Eskom agrees to Duvha power supply deal, paving the way for Seriti to acquire South32 coal assets
The deal has raised eyebrows because of the price that Eskom will now be paying for the coal – about a doubling of the price – at a time when its financial situation is precarious.
Seriti Resources said on Monday that all of the hurdles had now been cleared to allow it to acquire the coal assets of South32 SA. The final hurdle was Eskom’s consent to a new coal supply agreement at its Duvha Power Station.
The deal was initially inked in November 2019, but some acquisitions take time. The sale is now expected to be completed on 1 June, with Seriti acquiring the majority stake in South32 SA Energy Coal Holdings (Pty) Ltd (SAEC).
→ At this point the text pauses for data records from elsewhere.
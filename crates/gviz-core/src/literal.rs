// Rust guideline compliant 2026-02-06

//! Object literal writer for response bodies.
//!
//! Response bodies are script object literals rather than strict JSON:
//! keys are bare identifiers and strings use single quotes, e.g.
//! `{version:'0.6',reqId:0,status:'ok'}`. Fields are written in the order
//! they are added.

use std::fmt::Write;

/// Builds a `{key:value,...}` literal with keys in insertion order.
#[derive(Debug, Default)]
pub struct ObjectLiteral {
    buf: String,
    fields: usize,
}

impl ObjectLiteral {
    /// Starts an empty object.
    #[must_use]
    pub fn new() -> Self {
        Self::default()
    }

    fn key(&mut self, key: &str) {
        self.buf.push(if self.fields == 0 { '{' } else { ',' });
        self.buf.push_str(key);
        self.buf.push(':');
        self.fields += 1;
    }

    /// Adds a single-quoted string field.
    pub fn string(&mut self, key: &str, value: &str) -> &mut Self {
        self.key(key);
        push_quoted(&mut self.buf, value);
        self
    }

    /// Adds a string field only when a value is present.
    pub fn optional_string(&mut self, key: &str, value: Option<&str>) -> &mut Self {
        if let Some(value) = value {
            self.string(key, value);
        }
        self
    }

    /// Adds an integer field.
    pub fn integer(&mut self, key: &str, value: i64) -> &mut Self {
        self.key(key);
        let _ = write!(self.buf, "{}", value);
        self
    }

    /// Adds a field whose value is already a script expression.
    pub fn raw(&mut self, key: &str, value: &str) -> &mut Self {
        self.key(key);
        self.buf.push_str(value);
        self
    }

    /// Adds an array of pre-rendered elements.
    pub fn array<I, S>(&mut self, key: &str, items: I) -> &mut Self
    where
        I: IntoIterator<Item = S>,
        S: AsRef<str>,
    {
        self.key(key);
        self.buf.push('[');
        for (i, item) in items.into_iter().enumerate() {
            if i > 0 {
                self.buf.push(',');
            }
            self.buf.push_str(item.as_ref());
        }
        self.buf.push(']');
        self
    }

    /// Closes the object and returns its text.
    #[must_use]
    pub fn finish(self) -> String {
        let mut buf = self.buf;
        if self.fields == 0 {
            buf.push('{');
        }
        buf.push('}');
        buf
    }
}

/// Appends `value` as a single-quoted script string.
///
/// Quotes, backslashes, control characters, angle brackets and the line
/// and paragraph separators are escaped so the literal can sit inside a
/// `<script>` element.
fn push_quoted(out: &mut String, value: &str) {
    out.push('\'');
    for c in value.chars() {
        match c {
            '\\' => out.push_str("\\\\"),
            '\'' => out.push_str("\\'"),
            '"' => out.push_str("\\\""),
            '\n' => out.push_str("\\n"),
            '\r' => out.push_str("\\r"),
            '\t' => out.push_str("\\t"),
            '<' => out.push_str("\\u003c"),
            '>' => out.push_str("\\u003e"),
            '\u{2028}' => out.push_str("\\u2028"),
            '\u{2029}' => out.push_str("\\u2029"),
            c if c.is_control() => {
                let _ = write!(out, "\\u{:04x}", c as u32);
            }
            c => out.push(c),
        }
    }
    out.push('\'');
}
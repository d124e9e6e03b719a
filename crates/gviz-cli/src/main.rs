// Rust guideline compliant 2026-02-06

//! gviz CLI Application
//!
//! Assembles a chart data source response from the command line.

use anyhow::Context;
use clap::Parser;
use gviz_cli::{create_formatter, parse_message_spec, read_table};
use gviz_core::config::CONFIG_FILE_NAME;
use gviz_core::{Config, MessageKind, RequestDescriptor, RequestOverrides, ResponseContainer};
use std::path::{Path, PathBuf};
use tracing::{info, warn, Level};

#[derive(Parser, Debug)]
#[command(
    name = "gviz",
    version,
    about = "Assemble chart data source responses",
    long_about = "Builds the body and headers of a chart data source response from a request descriptor, caller messages and a pre-serialized table. Diagnostics go to stderr; the response goes to stdout.",
    after_help = "Examples:\n  gviz --tqx 'reqId=7' --table table.js\n  gviz --tqx 'reqId=1;out=csv' --auth\n  gviz --error 'access_denied:Not allowed' --warning data_truncated\n"
)]
struct Cli {
    /// Request descriptor (key=value;key=value)
    #[arg(long, default_value = "")]
    tqx: String,

    /// Treat the request as carrying the data source auth header
    #[arg(long)]
    auth: bool,

    /// Request id, overrides the descriptor
    #[arg(long, allow_hyphen_values = true)]
    req_id: Option<i64>,

    /// Protocol version, overrides the descriptor
    #[arg(long)]
    version_override: Option<String>,

    /// Response handler name, overrides the descriptor
    #[arg(long)]
    handler: Option<String>,

    /// Output format, overrides the descriptor
    #[arg(long)]
    out: Option<String>,

    /// Freshness signature, overrides the descriptor
    #[arg(long)]
    sig: Option<String>,

    /// Download file name, overrides the descriptor
    #[arg(long)]
    out_file_name: Option<String>,

    /// Pre-serialized table file ('-' for stdin)
    #[arg(long)]
    table: Option<String>,

    /// Add an error (reason[:summary[:detail]])
    #[arg(long)]
    error: Vec<String>,

    /// Add a warning (reason[:summary[:detail]])
    #[arg(long)]
    warning: Vec<String>,

    /// Custom config file path
    #[arg(long)]
    config: Option<PathBuf>,

    /// Log level (error, warn, info, debug, trace)
    #[arg(long)]
    log_level: Option<String>,

    /// Print only the body
    #[arg(long)]
    body_only: bool,
}

fn main() -> anyhow::Result<()> {
    let cli = Cli::parse();

    let config = match &cli.config {
        Some(path) => Config::load(path),
        None => Config::load(Path::new(CONFIG_FILE_NAME)),
    }
    .context("Failed to load configuration")?;

    let level = cli.log_level.as_deref().unwrap_or(&config.log_level);
    init_tracing(level)?;

    let overrides = RequestOverrides {
        request_id: cli.req_id,
        version: cli.version_override.clone(),
        signature: cli.sig.clone(),
        output_format: cli.out.clone(),
        response_handler: cli.handler.clone(),
        out_file_name: cli.out_file_name.clone(),
    };
    let request = RequestDescriptor::parse(&cli.tqx, cli.auth, overrides);
    let mut container = ResponseContainer::new(request);

    for spec in &cli.error {
        container.push_message(parse_message_spec(MessageKind::Error, spec)?);
    }
    for spec in &cli.warning {
        container.push_message(parse_message_spec(MessageKind::Warning, spec)?);
    }
    if let Some(path) = &cli.table {
        let table =
            read_table(path).with_context(|| format!("Failed to read table from {}", path))?;
        container.set_data_payload(table);
    }

    let response = container.assemble_with(&config);

    for message in response.message_log.iter() {
        info!(
            kind = message.kind.as_str(),
            reason = %message.reason,
            summary = message.summary.as_deref().unwrap_or(""),
            detail = message.detail.as_deref().unwrap_or(""),
            "diagnostic message"
        );
    }
    if response.message_log.has_errors() {
        warn!(
            status = response.status.as_str(),
            req_id = container.request().request_id(),
            errors = response.message_log.errors().len(),
            "response assembled with errors"
        );
    } else {
        info!(
            status = response.status.as_str(),
            req_id = container.request().request_id(),
            "response assembled"
        );
    }

    let formatter = create_formatter(cli.body_only);
    println!("{}", formatter.format_response(&response));

    Ok(())
}

fn init_tracing(level: &str) -> anyhow::Result<()> {
    let level = parse_log_level(level)?;
    let subscriber = tracing_subscriber::fmt()
        .with_max_level(level)
        .with_target(false)
        .with_writer(std::io::stderr)
        .finish();
    let _ = tracing::subscriber::set_global_default(subscriber);
    Ok(())
}

fn parse_log_level(level: &str) -> anyhow::Result<Level> {
    match level.to_lowercase().as_str() {
        "error" => Ok(Level::ERROR),
        "warn" => Ok(Level::WARN),
        "info" => Ok(Level::INFO),
        "debug" => Ok(Level::DEBUG),
        "trace" => Ok(Level::TRACE),
        other => anyhow::bail!("Invalid log level: {}", other),
    }
}
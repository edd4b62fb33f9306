use crate::record::LogRecord;
use crate::sink::{Sink, SinkError};
use std::sync::{Arc, Mutex, MutexGuard};

/// A sink that keeps every record in memory.
///
/// Clones share the same buffer, so one clone can be installed as the
/// destination while another is used to inspect what was logged.
#[derive(Clone, Debug, Default)]
pub struct MemorySink {
    records: Arc<Mutex<Vec<LogRecord>>>,
}

impl MemorySink {
    pub fn new() -> Self {
        Self::default()
    }

    fn lock(&self) -> MutexGuard<'_, Vec<LogRecord>> {
        // A panic while holding the lock cannot leave a Vec half-pushed.
        self.records.lock().unwrap_or_else(|poisoned| poisoned.into_inner())
    }

    /// Copy of all records captured so far.
    pub fn records(&self) -> Vec<LogRecord> {
        self.lock().clone()
    }

    /// Most recent record, if any.
    pub fn last(&self) -> Option<LogRecord> {
        self.lock().last().cloned()
    }

    /// Remove and return all captured records.
    pub fn take(&self) -> Vec<LogRecord> {
        std::mem::take(&mut *self.lock())
    }

    pub fn len(&self) -> usize {
        self.lock().len()
    }

    pub fn is_empty(&self) -> bool {
        self.lock().is_empty()
    }
}

impl Sink for MemorySink {
    fn send(&self, record: &LogRecord) -> Result<(), SinkError> {
        self.lock().push(record.clone());
        Ok(())
    }
}
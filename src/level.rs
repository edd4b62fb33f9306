use serde::{Serialize, Serializer};
use std::fmt;
use std::str::FromStr;

/// Severity of a log record.
///
/// The set is closed: every record is emitted at exactly one of these four
/// levels, and every per-level setting in [`Policy`](crate::policy::Policy)
/// is keyed by it.
#[derive(Debug, Clone, Copy, PartialEq, Eq, PartialOrd, Ord, Hash)]
pub enum Level {
    Debug,
    Info,
    Warn,
    Error,
}

impl Level {
    /// All levels, most verbose first.
    pub const ALL: [Level; 4] = [Level::Debug, Level::Info, Level::Warn, Level::Error];

    /// Normalized upper-case name written into the `level` field.
    pub fn as_str(&self) -> &'static str {
        match self {
            Level::Debug => "DEBUG",
            Level::Info => "INFO",
            Level::Warn => "WARN",
            Level::Error => "ERROR",
        }
    }

    pub(crate) fn index(&self) -> usize {
        match self {
            Level::Debug => 0,
            Level::Info => 1,
            Level::Warn => 2,
            Level::Error => 3,
        }
    }
}

impl fmt::Display for Level {
    fn fmt(&self, f: &mut fmt::Formatter<'_>) -> fmt::Result {
        f.write_str(self.as_str())
    }
}

impl Serialize for Level {
    fn serialize<S: Serializer>(&self, serializer: S) -> Result<S::Ok, S::Error> {
        serializer.serialize_str(self.as_str())
    }
}

/// Error returned when a string does not name a [`Level`].
#[derive(thiserror::Error, Debug, Clone, PartialEq, Eq)]
#[error("unknown log level: {0}")]
pub struct ParseLevelError(pub String);

impl FromStr for Level {
    type Err = ParseLevelError;

    fn from_str(s: &str) -> Result<Self, Self::Err> {
        match s.trim().to_ascii_lowercase().as_str() {
            "debug" => Ok(Level::Debug),
            "info" => Ok(Level::Info),
            "warn" | "warning" => Ok(Level::Warn),
            "error" => Ok(Level::Error),
            _ => Err(ParseLevelError(s.to_string())),
        }
    }
}

impl From<Level> for tracing::Level {
    fn from(level: Level) -> Self {
        match level {
            Level::Debug => tracing::Level::DEBUG,
            Level::Info => tracing::Level::INFO,
            Level::Warn => tracing::Level::WARN,
            Level::Error => tracing::Level::ERROR,
        }
    }
}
“Eskom has agreed to amend the existing terms and conditions stipulated in the Duvha Coal Supply Agreement, which is currently loss-making, adjusting the coal price to R550 per ton with effect from 1 June 2021, with an annual escalation (from 1 January 2022) in line with the Producer Price Index. The agreement will run until 31 December 2024,” Seriti said in a statement.
The deal has raised eyebrows because of the price that Eskom will now be paying for the coal – a 32% increase – at a time when its financial situation is precarious. But the utility says it is affordable and provides security of supply, and it said that the National Treasury has signed off on the price increase.
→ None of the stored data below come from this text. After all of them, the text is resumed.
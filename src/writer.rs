use crate::record::LogRecord;
use crate::sink::{Sink, SinkError};
use std::fmt;
use std::fs::{File, OpenOptions};
use std::io::{self, Write};
use std::path::Path;
use std::sync::{Arc, Mutex};

/// Writes each record as one JSON line to an [`io::Write`] destination.
///
/// Writes are serialized through a mutex, so lines from concurrent loggers
/// never interleave.
pub struct WriterSink {
    name: String,
    out: Mutex<Box<dyn Write + Send>>,
}

impl WriterSink {
    pub fn new(name: impl Into<String>, out: impl Write + Send + 'static) -> Self {
        WriterSink {
            name: name.into(),
            out: Mutex::new(Box::new(out)),
        }
    }

    pub fn stdout() -> Self {
        Self::new("stdout", io::stdout())
    }

    pub fn stderr() -> Self {
        Self::new("stderr", io::stderr())
    }

    /// Append to `path`, creating the file if needed.
    pub fn file(path: impl AsRef<Path>) -> io::Result<Self> {
        let path = path.as_ref();
        let file: File = OpenOptions::new().create(true).append(true).open(path)?;
        Ok(Self::new(path.display().to_string(), file))
    }

    pub fn name(&self) -> &str {
        &self.name
    }

    fn with_out<T>(&self, f: impl FnOnce(&mut dyn Write) -> io::Result<T>) -> io::Result<T> {
        let mut guard = self.out.lock().unwrap_or_else(|poisoned| poisoned.into_inner());
        f(&mut **guard)
    }
}

impl fmt::Debug for WriterSink {
    fn fmt(&self, f: &mut fmt::Formatter<'_>) -> fmt::Result {
        f.debug_struct("WriterSink").field("name", &self.name).finish()
    }
}

impl Sink for WriterSink {
    fn send(&self, record: &LogRecord) -> Result<(), SinkError> {
        let mut line = serde_json::to_vec(record)?;
        line.push(b'\n');
        self.with_out(|out| out.write_all(&line))?;
        Ok(())
    }

    fn flush(&self) -> Result<(), SinkError> {
        self.with_out(|out| out.flush())?;
        Ok(())
    }
}

/// Sends every record to several sinks in turn.
///
/// A failing destination does not stop delivery to the others; the first
/// error is returned after all have been tried.
#[derive(Clone, Default)]
pub struct FanoutSink {
    sinks: Vec<Arc<dyn Sink>>,
}

impl FanoutSink {
    pub fn new(sinks: Vec<Arc<dyn Sink>>) -> Self {
        FanoutSink { sinks }
    }

    pub fn push(&mut self, sink: Arc<dyn Sink>) {
        self.sinks.push(sink);
    }

    pub fn len(&self) -> usize {
        self.sinks.len()
    }

    pub fn is_empty(&self) -> bool {
        self.sinks.is_empty()
    }

    fn each(&self, f: impl Fn(&dyn Sink) -> Result<(), SinkError>) -> Result<(), SinkError> {
        let mut first_err = None;
        for sink in &self.sinks {
            if let Err(e) = f(sink.as_ref()) {
                first_err.get_or_insert(e);
            }
        }
        first_err.map_or(Ok(()), Err)
    }
}

impl fmt::Debug for FanoutSink {
    fn fmt(&self, f: &mut fmt::Formatter<'_>) -> fmt::Result {
        f.debug_struct("FanoutSink").field("sinks", &self.sinks.len()).finish()
    }
}

impl Sink for FanoutSink {
    fn send(&self, record: &LogRecord) -> Result<(), SinkError> {
        self.each(|sink| sink.send(record))
    }

    fn flush(&self) -> Result<(), SinkError> {
        self.each(|sink| sink.flush())
    }
}

#[cfg(test)]
mod tests {
    use super::*;
    use crate::level::Level;
    use crate::memory_sink::MemorySink;
    use crate::record::Attribute;

    #[derive(Clone, Default)]
    struct SharedBuf(Arc<Mutex<Vec<u8>>>);

    impl Write for SharedBuf {
        fn write(&mut self, buf: &[u8]) -> io::Result<usize> {
            self.0.lock().unwrap().extend_from_slice(buf);
            Ok(buf.len())
        }

        fn flush(&mut self) -> io::Result<()> {
            Ok(())
        }
    }

    struct Failing;

    impl Sink for Failing {
        fn send(&self, _record: &LogRecord) -> Result<(), SinkError> {
            Err(SinkError::Other("destination down".to_string()))
        }
    }

    #[test]
    fn writes_one_json_line_per_record() {
        let buf = SharedBuf::default();
        let sink = WriterSink::new("buffer", buf.clone());
        sink.send(&LogRecord::new(Level::Warn, "first", vec![])).unwrap();
        sink.send(&LogRecord::new(Level::Error, "second", vec![Attribute::new("alert", true)]))
            .unwrap();

        let text = String::from_utf8(buf.0.lock().unwrap().clone()).unwrap();
        let lines: Vec<&str> = text.lines().collect();
        assert_eq!(lines.len(), 2);
        let second: serde_json::Value = serde_json::from_str(lines[1]).unwrap();
        assert_eq!(second["level"], "ERROR");
        assert_eq!(second["msg"], "second");
        assert_eq!(second["alert"], true);
    }

    #[test]
    fn file_sink_appends() {
        let path = std::env::temp_dir().join(format!("zlog-writer-{}.log", std::process::id()));
        let _ = std::fs::remove_file(&path);
        {
            let sink = WriterSink::file(&path).unwrap();
            sink.send(&LogRecord::new(Level::Info, "one", vec![])).unwrap();
        }
        {
            let sink = WriterSink::file(&path).unwrap();
            sink.send(&LogRecord::new(Level::Info, "two", vec![])).unwrap();
            sink.flush().unwrap();
        }
        let text = std::fs::read_to_string(&path).unwrap();
        assert_eq!(text.lines().count(), 2);
        let _ = std::fs::remove_file(&path);
    }

    #[test]
    fn fanout_delivers_past_failures() {
        let memory = MemorySink::new();
        let fanout = FanoutSink::new(vec![Arc::new(Failing), Arc::new(memory.clone())]);
        let result = fanout.send(&LogRecord::new(Level::Info, "hello", vec![]));
        assert!(matches!(result, Err(SinkError::Other(_))));
        assert_eq!(memory.len(), 1);
    }
}
use crate::level::Level;
use chrono::{DateTime, SecondsFormat, Utc};
use serde::ser::{SerializeMap, Serializer};
use serde::Serialize;
use std::collections::BTreeMap;

/// Attribute keys written by the builder.
pub mod keys {
    pub const TIME: &str = "time";
    pub const LEVEL: &str = "level";
    pub const MESSAGE: &str = "msg";
    pub const CONTEXT: &str = "app_ctx";
    pub const SEGMENT: &str = "segment";
    pub const ERROR: &str = "error_msg";
    pub const ALERT: &str = "alert";
    pub const SOURCE: &str = "source";
    pub const CALLSTACK: &str = "callstack";
}

/// Value carried by an [`Attribute`].
#[derive(Debug, Clone, PartialEq, Serialize)]
#[serde(untagged)]
pub enum Value {
    String(String),
    Bool(bool),
    List(Vec<String>),
    Map(BTreeMap<String, serde_json::Value>),
}

impl From<String> for Value {
    fn from(value: String) -> Self {
        Value::String(value)
    }
}

impl From<&str> for Value {
    fn from(value: &str) -> Self {
        Value::String(value.to_string())
    }
}

impl From<bool> for Value {
    fn from(value: bool) -> Self {
        Value::Bool(value)
    }
}

impl From<Vec<String>> for Value {
    fn from(value: Vec<String>) -> Self {
        Value::List(value)
    }
}

impl From<BTreeMap<String, serde_json::Value>> for Value {
    fn from(value: BTreeMap<String, serde_json::Value>) -> Self {
        Value::Map(value)
    }
}

/// A key bound to a [`Value`].
#[derive(Debug, Clone, PartialEq)]
pub struct Attribute {
    pub key: String,
    pub value: Value,
}

impl Attribute {
    pub fn new(key: impl Into<String>, value: impl Into<Value>) -> Self {
        Attribute { key: key.into(), value: value.into() }
    }
}

/// One finished log entry as handed to a [`Sink`](crate::sink::Sink).
///
/// Serializes to a flat JSON object: `time`, `level`, `msg`, then every
/// attribute in the order it was added. Repeated keys are written as-is.
#[derive(Debug, Clone, PartialEq)]
pub struct LogRecord {
    pub timestamp: DateTime<Utc>,
    pub level: Level,
    pub message: String,
    pub attributes: Vec<Attribute>,
}

impl LogRecord {
    pub fn new(level: Level, message: impl Into<String>, attributes: Vec<Attribute>) -> Self {
        LogRecord {
            timestamp: Utc::now(),
            level,
            message: message.into(),
            attributes,
        }
    }

    /// Last attribute stored under `key`.
    pub fn get(&self, key: &str) -> Option<&Value> {
        self.attributes.iter().rev().find(|a| a.key == key).map(|a| &a.value)
    }

    pub fn has(&self, key: &str) -> bool {
        self.attributes.iter().any(|a| a.key == key)
    }

    /// Render as a single JSON line without the trailing newline.
    pub fn to_json(&self) -> serde_json::Result<String> {
        serde_json::to_string(self)
    }
}

impl Serialize for LogRecord {
    fn serialize<S: Serializer>(&self, serializer: S) -> Result<S::Ok, S::Error> {
        let mut map = serializer.serialize_map(Some(3 + self.attributes.len()))?;
        map.serialize_entry(
            keys::TIME,
            &self.timestamp.to_rfc3339_opts(SecondsFormat::Secs, true),
        )?;
        map.serialize_entry(keys::LEVEL, &self.level)?;
        map.serialize_entry(keys::MESSAGE, &self.message)?;
        for attr in &self.attributes {
            map.serialize_entry(&attr.key, &attr.value)?;
        }
        map.end()
    }
}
“Of critical importance to Eskom is to secure the continued delivery of coal for the Duvha Power Station, and this agreement provides that security of supply at a price that is affordable to Eskom,” André de Ruyter, group chief executive of Eskom, said in a statement.
“Prior to this transaction being concluded, Eskom conducted an independent due diligence exercise on Seriti, led by a firm of attorneys. Eskom is satisfied the new owners of SAEC have the capacity to fully discharge their obligations to Eskom.”
Seriti is a 91% black-owned coal producer, so the deal dovetails with the government’s drive to raise black ownership in the mining sector. Seriti is not listed, and South African coal assets are increasingly being controlled by unlisted companies. But Seriti is widely regarded as a transparent and open company by non-listed standards.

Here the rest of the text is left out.